======== Data to use

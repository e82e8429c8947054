//! The transport seen from the security gate.

use std::sync::Arc;

use url::Url;

use crate::error::SecurityResult;
use crate::load_info::LoadInfo;

/// A load in flight. Implemented by the networking layer.
pub trait Channel: Send + Sync {
    /// Security metadata of the load; `None` is a caller bug.
    fn load_info(&self) -> Option<Arc<LoadInfo>>;

    /// The URL the load finally resolves to.
    fn final_uri(&self) -> SecurityResult<Url>;

    fn set_request_header(&self, name: &str, value: &str);
}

================

Task requirements:
Once you have read the records, output each one exactly as written.

Solution to this task:
repository e82e8429c8947054
//! The transport seen from the security gate.

use std::sync::Arc;

use url::Url;

use crate::error::SecurityResult;
use crate::load_info::LoadInfo;

/// A load in flight. Implemented by the networking layer.
pub trait Channel: Send + Sync {
    /// Security metadata of the load; `None` is a caller bug.
    fn load_info(&self) -> Option<Arc<LoadInfo>>;

    /// The URL the load finally resolves to.
    fn final_uri(&self) -> SecurityResult<Url>;

    fn set_request_header(&self, name: &str, value: &str);
}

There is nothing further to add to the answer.